■ **Task prompt**: Once the line containing "exposes stdin via" has been copied, stop; copy every line before it exactly, beginning with the first line of the material below.

■ **Records for processing**:
//! C7/C12: subprocess transport. Spawns a child with its stdio wired
//! through pipes, fans stdout/stderr into the owning protocol via
//! `ReadPipeTransport`, exposes stdin via `WritePipeTransport`, and routes
//! the exit status through a `ChildWatcher` (`child_watcher.rs`) rather
//! than polling — the loop learns about termination exactly once, from the
//! `SIGCHLD` dispatch, matching spec §4.11.

use std::cell::RefCell;
use std::io;
use std::os::fd::{IntoRawFd, RawFd};
use std::process::{Command, Stdio};
use std::rc::Rc;

use crate::child_watcher::{ChildWatcher, ExitStatus, SigchldWatcher};
use crate::event_loop::EventLoop;
use crate::transport::pipe::{ReadPipeTransport, WritePipeTransport};
use crate::transport::{Protocol, TransportConfig};

/// What a subprocess protocol is notified about, beyond the usual
/// `Protocol` surface: which stream a chunk came from, and the final
/// status once the child has been reaped.
pub trait SubprocessProtocol {
    fn pipe_data_received(&mut self, fd: i32, data: &[u8]);
    fn pipe_connection_lost(&mut self, fd: i32) {
        let _ = fd;
    }
    fn process_exited(&mut self, status: ExitStatus);
}

struct StdoutRelay<P> {
    fd: i32,
    protocol: Rc<RefCell<P>>,
}

impl<P: SubprocessProtocol> Protocol for StdoutRelay<P> {
    fn data_received(&mut self, data: &[u8]) {
        self.protocol.borrow_mut().pipe_data_received(self.fd, data);
    }
    fn connection_lost(&mut self, _err: Option<crate::error::Error>) {
        self.protocol.borrow_mut().pipe_connection_lost(self.fd);
    }
}

/// A spawned child process plus its wired-up pipes.
pub struct SubprocessTransport {
    pid: libc::pid_t,
    stdin: Option<WritePipeTransport<StdinSink>>,
}

struct StdinSink;
impl Protocol for StdinSink {}

impl SubprocessTransport {
    /// Spawns `command`, hooking stdout/stderr into `protocol` and
    /// `process_exited` into `watcher`.
    pub fn spawn<P>(
        event_loop: &EventLoop,
        watcher: &SigchldWatcher,
        mut command: Command,
        protocol: P,
    ) -> io::Result<SubprocessTransport>
    where
        P: SubprocessProtocol + 'static,
    {
        command.stdin(Stdio::piped());
        command.stdout(Stdio::piped());
        command.stderr(Stdio::piped());

        let mut child = command.spawn()?;
        let pid = child.id() as libc::pid_t;

        let protocol = Rc::new(RefCell::new(protocol));

        if let Some(stdout) = child.stdout.take() {
            let fd: RawFd = stdout.into_raw_fd();
            let relay = StdoutRelay { fd: 1, protocol: Rc::clone(&protocol) };
            ReadPipeTransport::new(event_loop, fd, relay)?;
        }
        if let Some(stderr) = child.stderr.take() {
            let fd: RawFd = stderr.into_raw_fd();
            let relay = StdoutRelay { fd: 2, protocol: Rc::clone(&protocol) };
            ReadPipeTransport::new(event_loop, fd, relay)?;
        }
        let stdin = match child.stdin.take() {
            Some(stdin) => {
                let fd: RawFd = stdin.into_raw_fd();
                Some(WritePipeTransport::new(event_loop, fd, StdinSink, TransportConfig::default())?)
            }
            None => None,
        };

        // Leak the `std::process::Child`: we've taken ownership of every fd
        // it held, and reaping happens through the SIGCHLD watcher instead
        // of `Child::wait`, which would otherwise race it.
        std::mem::forget(child);

        let watcher_protocol = Rc::clone(&protocol);
        watcher.add_child_handler(pid, move |status| {
            watcher_protocol.borrow_mut().process_exited(status);
        });

        Ok(SubprocessTransport { pid, stdin })
    }

    pub fn pid(&self) -> libc::pid_t {
        self.pid
    }

    pub fn write_stdin(&self, data: Vec<u8>) {
        if let Some(stdin) = &self.stdin {
            stdin.write(data);
        }
    }

    pub fn close_stdin(&self) {
        if let Some(stdin) = &self.stdin {
            stdin.write_eof();
        }
    }

    pub fn send_signal(&self, signum: i32) -> io::Result<()> {
        let ret = unsafe { libc::kill(self.pid, signum) };
        if ret != 0 {
            return Err(io::Error::last_os_error());
        }
        Ok(())
    }

    pub fn terminate(&self) -> io::Result<()> {
        self.send_signal(libc::SIGTERM)
    }

    pub fn kill(&self) -> io::Result<()> {
        self.send_signal(libc::SIGKILL)
    }
}
//! TLS transport, spec §4.5's second paragraph, feature-gated on `tls`.
//! Backed by `rustls`, the pure-Rust, non-OpenSSL TLS stack the ecosystem
//! reaches for where the teacher's own dependency set has nothing to say
//! about cryptography. `do_handshake_on_connect=false` from the spec maps
//! directly onto rustls's own split between I/O (`read_tls`/`write_tls`)
//! and state-machine advancement (`process_new_packets`), which is already
//! non-blocking by construction.

use std::cell::RefCell;
use std::io::{self, Read, Write};
use std::net::TcpStream;
use std::os::fd::{AsRawFd, RawFd};
use std::rc::Rc;

use crate::error::Error;
use crate::event_loop::EventLoop;
use crate::future::Future;
use crate::transport::{Protocol, TransportConfig, WriteBuffer};

/// The handful of rustls operations both `ClientConnection` and
/// `ServerConnection` expose identically via `Deref<Target =
/// ConnectionCommon<_>>`; named here so `TlsTransport` doesn't need two
/// near-duplicate implementations.
pub trait TlsSession {
    fn wants_read(&self) -> bool;
    fn wants_write(&self) -> bool;
    fn is_handshaking(&self) -> bool;
    fn read_tls(&mut self, rd: &mut dyn Read) -> io::Result<usize>;
    fn write_tls(&mut self, wr: &mut dyn Write) -> io::Result<usize>;
    fn process_new_packets(&mut self) -> Result<rustls::IoState, rustls::Error>;
    fn reader(&mut self) -> rustls::Reader<'_>;
    fn writer(&mut self) -> rustls::Writer<'_>;
}

macro_rules! impl_tls_session {
    ($ty:ty) => {
        impl TlsSession for $ty {
            fn wants_read(&self) -> bool {
                rustls::ConnectionCommon::wants_read(self)
            }
            fn wants_write(&self) -> bool {
                rustls::ConnectionCommon::wants_write(self)
            }
            fn is_handshaking(&self) -> bool {
                rustls::ConnectionCommon::is_handshaking(self)
            }
            fn read_tls(&mut self, rd: &mut dyn Read) -> io::Result<usize> {
                rustls::ConnectionCommon::read_tls(self, rd)
            }
            fn write_tls(&mut self, wr: &mut dyn Write) -> io::Result<usize> {
                rustls::ConnectionCommon::write_tls(self, wr)
            }
            fn process_new_packets(&mut self) -> Result<rustls::IoState, rustls::Error> {
                rustls::ConnectionCommon::process_new_packets(self)
            }
            fn reader(&mut self) -> rustls::Reader<'_> {
                rustls::ConnectionCommon::reader(self)
            }
            fn writer(&mut self) -> rustls::Writer<'_> {
                rustls::ConnectionCommon::writer(self)
            }
        }
    };
}

impl_tls_session!(rustls::ClientConnection);
impl_tls_session!(rustls::ServerConnection);

#[derive(Clone, Copy, PartialEq, Eq, Debug)]
enum Phase {
    Handshaking,
    Open,
    Closing,
}

struct Inner<C, P> {
    stream: TcpStream,
    fd: RawFd,
    event_loop: EventLoop,
    session: C,
    protocol: P,
    write_buf: WriteBuffer,
    phase: Phase,
    config: TransportConfig,
    writer_registered: bool,
    writer_paused: bool,
    /// Plaintext bytes handed to `write()` since the session last reported
    /// `wants_write() == false`. rustls doesn't expose the exact queued
    /// ciphertext size, so this is a proxy for the backlog: crossing
    /// `high_water` pauses, and the backlog draining fully (the only
    /// drained/not-drained signal `wants_write()` gives us) resumes.
    pending_write_bytes: usize,
}

/// TLS-wrapped byte transport. `C` is `rustls::ClientConnection` or
/// `rustls::ServerConnection`.
pub struct TlsTransport<C, P: Protocol + 'static> {
    inner: Rc<RefCell<Inner<C, P>>>,
}

impl<C, P: Protocol + 'static> Clone for TlsTransport<C, P> {
    fn clone(&self) -> Self {
        TlsTransport {
            inner: Rc::clone(&self.inner),
        }
    }
}

impl<C: TlsSession + 'static, P: Protocol + 'static> TlsTransport<C, P> {
    /// Begins the handshake and returns a `Future` that resolves once
    /// `connection_made` has fired (spec §4.5: "on success ... invoke
    /// connection_made, resolve waiter").
    pub fn handshake(
        event_loop: &EventLoop,
        stream: TcpStream,
        session: C,
        protocol: P,
        config: TransportConfig,
    ) -> io::Result<(TlsTransport<C, P>, Future<()>)> {
        stream.set_nonblocking(true)?;
        let fd = stream.as_raw_fd();
        let transport = TlsTransport {
            inner: Rc::new(RefCell::new(Inner {
                stream,
                fd,
                event_loop: event_loop.clone(),
                session,
                protocol,
                write_buf: WriteBuffer::default(),
                phase: Phase::Handshaking,
                config,
                writer_registered: false,
                writer_paused: false,
                pending_write_bytes: 0,
            })),
        };
        let waiter = event_loop.create_future::<()>();
        transport.drive_handshake(waiter.clone());
        Ok((transport, waiter))
    }

    fn drive_handshake(&self, waiter: Future<()>) {
        let outcome = {
            let mut inner = self.inner.borrow_mut();
            pump_tls(&mut inner.stream, &mut inner.session)
        };

        let still_handshaking = self.inner.borrow().session.is_handshaking();
        match outcome {
            Ok(()) if still_handshaking => {
                let wants_read = self.inner.borrow().session.wants_read();
                let wants_write = self.inner.borrow().session.wants_write();
                let fd = self.inner.borrow().fd;
                let event_loop = self.inner.borrow().event_loop.clone();
                if wants_read {
                    let this = self.clone();
                    let w = waiter.clone();
                    let _ = event_loop.add_reader(fd, move || this.drive_handshake(w.clone()));
                }
                if wants_write {
                    let this = self.clone();
                    let w = waiter.clone();
                    let _ = event_loop.add_writer(fd, move || this.drive_handshake(w.clone()));
                }
            }
            Ok(()) => {
                let fd = self.inner.borrow().fd;
                let event_loop = self.inner.borrow().event_loop.clone();
                let _ = event_loop.remove_reader(fd);
                let _ = event_loop.remove_writer(fd);
                self.inner.borrow_mut().phase = Phase::Open;

                let reader = self.clone();
                let _ = event_loop.add_reader(fd, move || reader.on_ready());

                self.inner.borrow_mut().protocol.connection_made();
                waiter.set_result(());
            }
            Err(err) => {
                let fd = self.inner.borrow().fd;
                let event_loop = self.inner.borrow().event_loop.clone();
                let _ = event_loop.remove_reader(fd);
                let _ = event_loop.remove_writer(fd);
                waiter.set_exception(Error::from_io_for_transport(err));
            }
        }
    }

    /// Spec §4.5's `on_ready`: one callback services both directions once
    /// the handshake is done.
    fn on_ready(&self) {
        let read_result = {
            let mut inner = self.inner.borrow_mut();
            pump_tls(&mut inner.stream, &mut inner.session)
        };
        if let Err(e) = read_result {
            if !Error::is_would_block(&e) {
                self.close();
                return;
            }
        }

        let mut plaintext = Vec::new();
        let eof = {
            let mut inner = self.inner.borrow_mut();
            let mut reader = inner.session.reader();
            let mut buf = [0u8; 16 * 1024];
            loop {
                match reader.read(&mut buf) {
                    Ok(0) => break true,
                    Ok(n) => {
                        plaintext.extend_from_slice(&buf[..n]);
                    }
                    Err(ref e) if e.kind() == io::ErrorKind::WouldBlock => break false,
                    Err(_) => break false,
                }
            }
        };
        if !plaintext.is_empty() {
            self.inner.borrow_mut().protocol.data_received(&plaintext);
        }
        if eof {
            self.inner.borrow_mut().protocol.eof_received();
        }

        let has_pending_write = !self.inner.borrow().write_buf.is_empty();
        if has_pending_write {
            self.flush_writes();
        }

        let (empty, closing) = {
            let inner = self.inner.borrow();
            (inner.write_buf.is_empty(), inner.phase == Phase::Closing)
        };
        if empty && closing {
            self.call_connection_lost(None);
        }
    }

    pub fn write(&self, data: &[u8]) {
        if self.inner.borrow().phase == Phase::Closing {
            return;
        }
        {
            let mut inner = self.inner.borrow_mut();
            let mut writer = inner.session.writer();
            let _ = writer.write_all(data);
        }
        self.flush_writes();

        let backlogged = self.inner.borrow().session.wants_write();
        if !backlogged {
            return;
        }
        self.register_writer();

        let should_pause = {
            let mut inner = self.inner.borrow_mut();
            inner.pending_write_bytes += data.len();
            if !inner.writer_paused && inner.pending_write_bytes >= inner.config.high_water {
                inner.writer_paused = true;
                true
            } else {
                false
            }
        };
        if should_pause {
            self.inner.borrow_mut().protocol.pause_writing();
        }
    }

    fn flush_writes(&self) {
        let result = {
            let mut inner = self.inner.borrow_mut();
            pump_tls(&mut inner.stream, &mut inner.session)
        };
        if let Err(e) = result {
            if !Error::is_would_block(&e) {
                self.close();
            }
        }
    }

    /// Spec §5: retried on every writable wakeup until the session's own
    /// outgoing backlog (`wants_write()`) clears, at which point a
    /// previously-signalled pause is released.
    fn on_write_ready(&self) {
        self.flush_writes();
        let backlogged = self.inner.borrow().session.wants_write();
        if backlogged {
            return;
        }
        self.unregister_writer();
        let should_resume = {
            let mut inner = self.inner.borrow_mut();
            inner.pending_write_bytes = 0;
            if inner.writer_paused {
                inner.writer_paused = false;
                true
            } else {
                false
            }
        };
        if should_resume {
            self.inner.borrow_mut().protocol.resume_writing();
        }
    }

    fn register_writer(&self) {
        let mut inner = self.inner.borrow_mut();
        if inner.writer_registered {
            return;
        }
        inner.writer_registered = true;
        let fd = inner.fd;
        let event_loop = inner.event_loop.clone();
        drop(inner);
        let writer = self.clone();
        let _ = event_loop.add_writer(fd, move || writer.on_write_ready());
    }

    fn unregister_writer(&self) {
        let mut inner = self.inner.borrow_mut();
        if !inner.writer_registered {
            return;
        }
        inner.writer_registered = false;
        let fd = inner.fd;
        let event_loop = inner.event_loop.clone();
        drop(inner);
        let _ = event_loop.remove_writer(fd);
    }

    /// TLS has no half-close analogous to `write_eof` on a plain socket
    /// (spec §4.5: "No SSL half-close").
    pub fn can_write_eof(&self) -> bool {
        false
    }

    pub fn close(&self) {
        let mut inner = self.inner.borrow_mut();
        if inner.phase == Phase::Closing {
            return;
        }
        inner.phase = Phase::Closing;
        let fd = inner.fd;
        let event_loop = inner.event_loop.clone();
        drop(inner);
        let _ = event_loop.remove_reader(fd);
        self.unregister_writer();
        self.call_connection_lost(None);
    }

    fn call_connection_lost(&self, err: Option<Error>) {
        let this = self.clone();
        self.inner.borrow().event_loop.call_soon(move || {
            this.inner.borrow_mut().protocol.connection_lost(err);
            let _ = this.inner.borrow().stream.shutdown(std::net::Shutdown::Both);
        });
    }
}
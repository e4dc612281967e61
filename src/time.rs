//! C2: the monotonic time source used for scheduling.
//!
//! Spec §4.2 calls for `time()` returning monotonic seconds and for all
//! scheduling to happen against absolute deadlines internally. We use
//! `std::time::Instant` as the monotonic clock and a zero-cost `Deadline`
//! newtype so the timer heap (`event_loop.rs`) never has to reason about
//! `Duration` arithmetic directly.

use std::time::{Duration, Instant};

/// An absolute point on the monotonic clock, used as a `TimerHandle`'s
/// `when` per spec §3.
#[derive(Copy, Clone, Eq, PartialEq, Ord, PartialOrd, Debug, Hash)]
pub struct Deadline(Instant);

impl Deadline {
    pub fn now() -> Deadline {
        Deadline(Instant::now())
    }

    pub fn after(delay: Duration) -> Deadline {
        Deadline(Instant::now() + delay)
    }

    pub fn at(instant: Instant) -> Deadline {
        Deadline(instant)
    }

    /// How long remains until this deadline, `Duration::ZERO` if it has
    /// already passed.
    pub fn remaining(self) -> Duration {
        self.0.saturating_duration_since(Instant::now())
    }

    pub fn has_elapsed(self) -> bool {
        self.0 <= Instant::now()
    }

    pub fn plus(self, delay: Duration) -> Deadline {
        Deadline(self.0 + delay)
    }

    pub(crate) fn instant(self) -> Instant {
        self.0
    }
}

■ **Exercise response**:
//! C7/C12: subprocess transport. Spawns a child with its stdio wired
//! through pipes, fans stdout/stderr into the owning protocol via
//! `ReadPipeTransport`, exposes stdin via `WritePipeTransport`, and routes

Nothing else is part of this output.